Koopman is a retired paramedic who currently serves as a reverend and is also an author, with the book his 12th publication.
“I’ve been a paramedic since 1981 until I left the ambulance service in 1998 and then I went over to the training department.
“I then worked a number of years for St John’s Ambulance and I’ve trained first aid and also the basic paramedic course for a number of years.
“And that led me to do training in the UAE, in Abu Dhabi and in Dubai, and I worked there as a medical manager until my retirement.
“I returned home at the end of 2013/2014 and then I just started writing, but I’m still part-time training.
“I’m training the first-aid health and safety and firefighting as a freelance facilitator.”
After sharing a comical story at the table with his son, he was further encouraged to write the book, which he would title Waymaker, working with around 14 to 16 veterans sharing their personal stories.
“We were the first, especially of colour. I thought of this as a compilation and reflection of our highly skilled team of paramedics, ambulance, medical instructors, even local station administrators,” Koopman said.

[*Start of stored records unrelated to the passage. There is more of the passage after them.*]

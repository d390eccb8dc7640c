use miette::Diagnostic;
use thiserror::Error;

/// Transport-level failures talking to the job backend.
///
/// These never describe the job itself; a reachable backend reporting a
/// failed job is a successful reply with an error body.
#[derive(Error, Diagnostic, Debug, Clone, PartialEq, Eq)]
pub enum BackendError {
    #[error("Failed to connect to job backend: {message}")]
    #[diagnostic(
        code(qbank::backend::unreachable),
        help(
            "Is the question backend running? Set QBANK_API_URL or pass --api-url to point at it."
        )
    )]
    Unreachable { message: String },

    #[error("Request to job backend failed: {message}")]
    #[diagnostic(code(qbank::backend::request_failed))]
    Request { message: String },
}

impl From<reqwest::Error> for BackendError {
    fn from(e: reqwest::Error) -> Self {
        if e.is_connect() || e.is_timeout() {
            BackendError::Unreachable {
                message: e.to_string(),
            }
        } else {
            BackendError::Request {
                message: e.to_string(),
            }
        }
    }
}

pub type BackendResult<T> = Result<T, BackendError>;
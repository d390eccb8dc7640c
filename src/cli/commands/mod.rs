pub mod batch;
pub mod coverage;


#[cfg(test)]
#[path = "coverage_test.rs"]
mod coverage_test;
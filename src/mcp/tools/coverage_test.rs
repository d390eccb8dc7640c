//! Tests for coverage MCP tools

use std::collections::BTreeMap;
use std::sync::Arc;

use rmcp::handler::server::wrapper::Parameters;
use rmcp::model::{CallToolResult, ErrorCode, RawContent};
use serde_json::json;

use crate::backend::BackendRoutes;
use crate::backend::fake::{Method, ScriptedBackend, http, ok};
use crate::coverage::ProfileRegistry;
use crate::mcp::tools::coverage::*;

fn build(backend: ScriptedBackend) -> (Arc<ScriptedBackend>, CoverageTools<ScriptedBackend>) {
    let backend = Arc::new(backend);
    let tools = CoverageTools::new(
        backend.clone(),
        BackendRoutes::default(),
        Arc::new(ProfileRegistry::builtin()),
    );
    (backend, tools)
}

fn text(result: &CallToolResult) -> &str {
    match &result.content[0].raw {
        RawContent::Text(text) => text.text.as_str(),
        _ => panic!("Expected text content"),
    }
}

fn params(counts: Option<BTreeMap<String, i64>>) -> AnalyzeCoverageParams {
    AnalyzeCoverageParams {
        profile: "aws-clf-c02".to_string(),
        total_target: 50,
        counts,
        certification: None,
    }
}

#[tokio::test]
async fn test_analyze_with_supplied_counts() {
    let (backend, tools) = build(ScriptedBackend::new(|_, _| http(500, json!(null))));
    let counts = BTreeMap::from([
        ("Cloud Concepts".to_string(), 12),
        ("Security and Compliance".to_string(), 3),
    ]);

    let result = tools.analyze_coverage(Parameters(params(Some(counts)))).await.unwrap();
    let output = text(&result);

    assert!(output.starts_with("Coverage for aws-clf-c02: 15 of 50 questions (30%)"));
    assert!(output.contains("Security and Compliance: 12 more needed"));
    assert!(backend.calls().is_empty());
}

#[tokio::test]
async fn test_analyze_fetches_counts_when_omitted() {
    let (backend, tools) = build(ScriptedBackend::new(|_, _| {
        ok(json!({"domains": {"Cloud Concepts": 12, "Billing, Pricing, and Support": 9}}))
    }));

    let result = tools.analyze_coverage(Parameters(params(None))).await.unwrap();
    let output = text(&result);

    assert!(output.contains("Over target:"));
    assert!(output.contains("Billing, Pricing, and Support: 3 surplus"));
    assert_eq!(backend.count(Method::Get, "/api/questions/stats/domains"), 1);
}

#[tokio::test]
async fn test_analyze_error_mapping() {
    let (_, tools) = build(ScriptedBackend::new(|_, _| http(503, json!(null))));

    let mut unknown = params(Some(BTreeMap::new()));
    unknown.profile = "gcp-ace".to_string();
    let err = tools.analyze_coverage(Parameters(unknown)).await.unwrap_err();
    assert_eq!(err.code, ErrorCode::INVALID_PARAMS);
    assert_eq!(err.message, "unknown_profile");

    let mut zero = params(Some(BTreeMap::new()));
    zero.total_target = 0;
    let err = tools.analyze_coverage(Parameters(zero)).await.unwrap_err();
    assert_eq!(err.code, ErrorCode::INVALID_PARAMS);

    let err = tools.analyze_coverage(Parameters(params(None))).await.unwrap_err();
    assert_eq!(err.code, ErrorCode::INTERNAL_ERROR);
    assert_eq!(err.message, "malformed_counts");
}

#[tokio::test]
async fn test_list_profiles() {
    let (_, tools) = build(ScriptedBackend::new(|_, _| ok(json!({}))));

    let result = tools.list_coverage_profiles().await.unwrap();
    let output = text(&result);

    assert!(output.contains("aws-saa-c03: AWS Certified Solutions Architect - Associate"));
    assert!(output.contains("  - Design Secure Architectures (30%)"));
    assert!(output.contains("aws-soa-c02"));
}
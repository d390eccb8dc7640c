//! Batch output persistence.
//!
//! Every run writes exactly one new file. Names are derived from the job (or
//! request), the item count, a timestamp and a digest of the rendered
//! content; files are opened create-new and a numeric suffix is appended on
//! collision, so an existing file is never overwritten.
//!
//! Output layout:
//! ```text
//! <output-dir>/
//!   msgbatch_01abc_25q_20250301T101500_3f9a0c12.json
//!   aws-saa-c03_design-secure-architectures_10q_20250301T101502_77e1d0aa.sql
//! ```

use std::fmt;
use std::fs::{self, OpenOptions};
use std::io::{ErrorKind, Write};
use std::path::{Path, PathBuf};
use std::str::FromStr;

use chrono::{DateTime, Utc};
use serde::{Deserialize, Serialize};
use tracing::info;

#[cfg(test)]
use mockall::automock;

use super::error::BatchError;
use super::models::{GeneratedItem, GenerationRequest, JobHandle};
use super::sql::{parse_insert_statements, render_insert_statements};

/// Longest filename stem taken from job ids or request parameters.
const MAX_STEM_LEN: usize = 80;

/// Collision suffixes tried before giving up.
const MAX_NAME_ATTEMPTS: usize = 1000;

/// Source of the timestamp embedded in output files. Can be mocked in tests.
#[cfg_attr(test, automock)]
pub trait Clock: Send + Sync {
    fn now(&self) -> DateTime<Utc>;
}

/// Wall clock.
#[derive(Debug, Clone, Copy, Default)]
pub struct SystemClock;

impl Clock for SystemClock {
    fn now(&self) -> DateTime<Utc> {
        Utc::now()
    }
}

/// Output file format.
#[derive(Debug, Clone, Copy, PartialEq, Eq, Default, Serialize, Deserialize)]
#[serde(rename_all = "lowercase")]
pub enum OutputFormat {
    /// One self-describing JSON document with metadata and questions.
    #[default]
    Json,
    /// One `INSERT` statement per question.
    Sql,
}

impl OutputFormat {
    pub fn extension(self) -> &'static str {
        match self {
            Self::Json => "json",
            Self::Sql => "sql",
        }
    }

    /// Guess the format from a file extension.
    pub fn from_path(path: &Path) -> Option<Self> {
        path.extension()
            .and_then(|ext| ext.to_str())
            .and_then(|ext| ext.parse().ok())
    }
}

impl FromStr for OutputFormat {
    type Err = String;

    fn from_str(s: &str) -> Result<Self, Self::Err> {
        match s.trim().to_ascii_lowercase().as_str() {
            "json" => Ok(Self::Json),
            "sql" => Ok(Self::Sql),
            other => Err(format!("unknown output format '{other}' (expected json or sql)")),
        }
    }
}

impl fmt::Display for OutputFormat {
    fn fmt(&self, f: &mut fmt::Formatter<'_>) -> fmt::Result {
        f.write_str(self.extension())
    }
}

/// What is known about the run that produced a set of questions.
#[derive(Debug, Clone, Default, PartialEq, Eq)]
pub struct BatchMetadata {
    pub job_id: Option<String>,
    pub request: Option<GenerationRequest>,
}

impl BatchMetadata {
    pub fn from_handle(handle: &JobHandle) -> Self {
        Self {
            job_id: Some(handle.id().to_string()),
            request: handle.request().cloned(),
        }
    }

    pub fn from_request(request: &GenerationRequest) -> Self {
        Self {
            job_id: None,
            request: Some(request.clone()),
        }
    }
}

/// Metadata block written alongside the questions.
#[derive(Debug, Clone, PartialEq, Eq, Serialize, Deserialize)]
pub struct RecordMetadata {
    #[serde(default, skip_serializing_if = "Option::is_none")]
    pub job_id: Option<String>,
    #[serde(default, skip_serializing_if = "Option::is_none")]
    pub certification: Option<String>,
    #[serde(default, skip_serializing_if = "Vec::is_empty")]
    pub domains: Vec<String>,
    #[serde(default, skip_serializing_if = "Option::is_none")]
    pub requested_count: Option<usize>,
    #[serde(default, skip_serializing_if = "Option::is_none")]
    pub complexity: Option<String>,
    #[serde(default, skip_serializing_if = "Option::is_none")]
    pub experience: Option<String>,
    #[serde(default, skip_serializing_if = "Vec::is_empty")]
    pub tags: Vec<String>,
    pub question_count: usize,
    pub generated_at: DateTime<Utc>,
}

/// A persisted batch: metadata plus questions.
#[derive(Debug, Clone, PartialEq, Eq, Serialize, Deserialize)]
pub struct OutputRecord {
    pub metadata: RecordMetadata,
    pub questions: Vec<GeneratedItem>,
}

impl OutputRecord {
    pub fn new(metadata: &BatchMetadata, items: &[GeneratedItem], generated_at: DateTime<Utc>) -> Self {
        let request = metadata.request.as_ref();
        Self {
            metadata: RecordMetadata {
                job_id: metadata.job_id.clone(),
                certification: request.map(|r| r.certification.clone()),
                domains: request.map(|r| r.domains.clone()).unwrap_or_default(),
                requested_count: request.map(|r| r.count),
                complexity: request.and_then(|r| r.complexity.clone()),
                experience: request.and_then(|r| r.experience.clone()),
                tags: request.map(|r| r.tags.clone()).unwrap_or_default(),
                question_count: items.len(),
                generated_at,
            },
            questions: items.to_vec(),
        }
    }
}

/// Directory that batch outputs are written to.
pub struct OutputSink<C: Clock = SystemClock> {
    dir: PathBuf,
    clock: C,
}

impl OutputSink<SystemClock> {
    pub fn new(dir: impl Into<PathBuf>) -> Self {
        Self::with_clock(dir, SystemClock)
    }
}

impl<C: Clock> OutputSink<C> {
    pub fn with_clock(dir: impl Into<PathBuf>, clock: C) -> Self {
        Self {
            dir: dir.into(),
            clock,
        }
    }

    pub fn dir(&self) -> &Path {
        &self.dir
    }

    /// Write `items` to a new file and return its path.
    pub fn persist(
        &self,
        items: &[GeneratedItem],
        metadata: &BatchMetadata,
        format: OutputFormat,
    ) -> Result<PathBuf, BatchError> {
        fs::create_dir_all(&self.dir).map_err(|source| BatchError::Persist {
            path: self.dir.clone(),
            source,
        })?;

        let generated_at = self.clock.now();
        let record = OutputRecord::new(metadata, items, generated_at);
        let content = match format {
            OutputFormat::Json => serde_json::to_string_pretty(&record)?,
            OutputFormat::Sql => render_insert_statements(&record)?,
        };

        let base = format!(
            "{}_{}q_{}_{}",
            file_stem(metadata),
            items.len(),
            generated_at.format("%Y%m%dT%H%M%S"),
            short_digest(&content)
        );
        let path = write_new(&self.dir, &base, format.extension(), &content)?;

        info!(path = %path.display(), count = items.len(), %format, "persisted batch output");
        Ok(path)
    }
}

/// Read the questions back from a file written by [`OutputSink::persist`].
pub fn load_items(path: &Path) -> Result<Vec<GeneratedItem>, BatchError> {
    let read_error = |detail: String| BatchError::ReadOutput {
        path: path.to_path_buf(),
        detail,
    };

    let content = fs::read_to_string(path).map_err(|e| read_error(e.to_string()))?;
    let format = OutputFormat::from_path(path)
        .ok_or_else(|| read_error("expected a .json or .sql file".to_string()))?;

    match format {
        OutputFormat::Json => serde_json::from_str::<OutputRecord>(&content)
            .map(|record| record.questions)
            .map_err(|e| read_error(e.to_string())),
        OutputFormat::Sql => parse_insert_statements(&content).map_err(|e| read_error(e.to_string())),
    }
}

/// Filename stem: the job id, or the certification and domains.
fn file_stem(metadata: &BatchMetadata) -> String {
    let raw = match (&metadata.job_id, &metadata.request) {
        (Some(id), _) => id.clone(),
        (None, Some(request)) => std::iter::once(request.certification.as_str())
            .chain(request.domains.iter().map(String::as_str))
            .map(|part| part.trim().to_lowercase().replace(char::is_whitespace, "-"))
            .collect::<Vec<_>>()
            .join("_"),
        (None, None) => String::new(),
    };

    let stem: String = sanitize_filename::sanitize(raw)
        .chars()
        .take(MAX_STEM_LEN)
        .collect();
    if stem.is_empty() {
        "batch".to_string()
    } else {
        stem
    }
}

/// First 8 hex digits of the SHA-256 of `content`.
fn short_digest(content: &str) -> String {
    use sha2::{Digest, Sha256};
    let mut hasher = Sha256::new();
    hasher.update(content.as_bytes());
    let hash = hasher.finalize();
    hash[..4].iter().map(|b| format!("{b:02x}")).collect()
}

/// Create `<base>.<ext>`, or `<base>-N.<ext>` if taken. Never overwrites.
fn write_new(dir: &Path, base: &str, ext: &str, content: &str) -> Result<PathBuf, BatchError> {
    for attempt in 0..MAX_NAME_ATTEMPTS {
        let name = if attempt == 0 {
            format!("{base}.{ext}")
        } else {
            format!("{base}-{attempt}.{ext}")
        };
        let path = dir.join(name);

        match OpenOptions::new().write(true).create_new(true).open(&path) {
            Ok(mut file) => {
                file.write_all(content.as_bytes())
                    .and_then(|()| file.flush())
                    .map_err(|source| BatchError::Persist {
                        path: path.clone(),
                        source,
                    })?;
                return Ok(path);
            }
            Err(e) if e.kind() == ErrorKind::AlreadyExists => continue,
            Err(source) => return Err(BatchError::Persist { path, source }),
        }
    }

    Err(BatchError::Persist {
        path: dir.join(format!("{base}.{ext}")),
        source: std::io::Error::new(ErrorKind::AlreadyExists, "no free output file name"),
    })
}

“We started together in this era of the 1980s, working during riots, those experiences we shared.
“We were working with lesser equipment and we still had to respond to emergency cases with what we had and yet we saved lives.”
During apartheid, as people of colour, they were not allowed to work together and partner with their white counterparts.
“It started within the station itself, within the ambulance station and among us all.
“They would not use us and put us together, though there was an emergency.
“We were also not allowed to go into white areas,” Koopman said.
Chatting to the Cape Argus, he shared sweet anecdotes of how patients would serve them tea, and it was a time when it was not odd for patients to ask for their names in order to name their children after them.
The book is currently on sale for R350 but will be available at a discounted price at the launch.
The book launch will take place at the ambulance station in Alexander Road, Pinelands, at 12pm on June 27.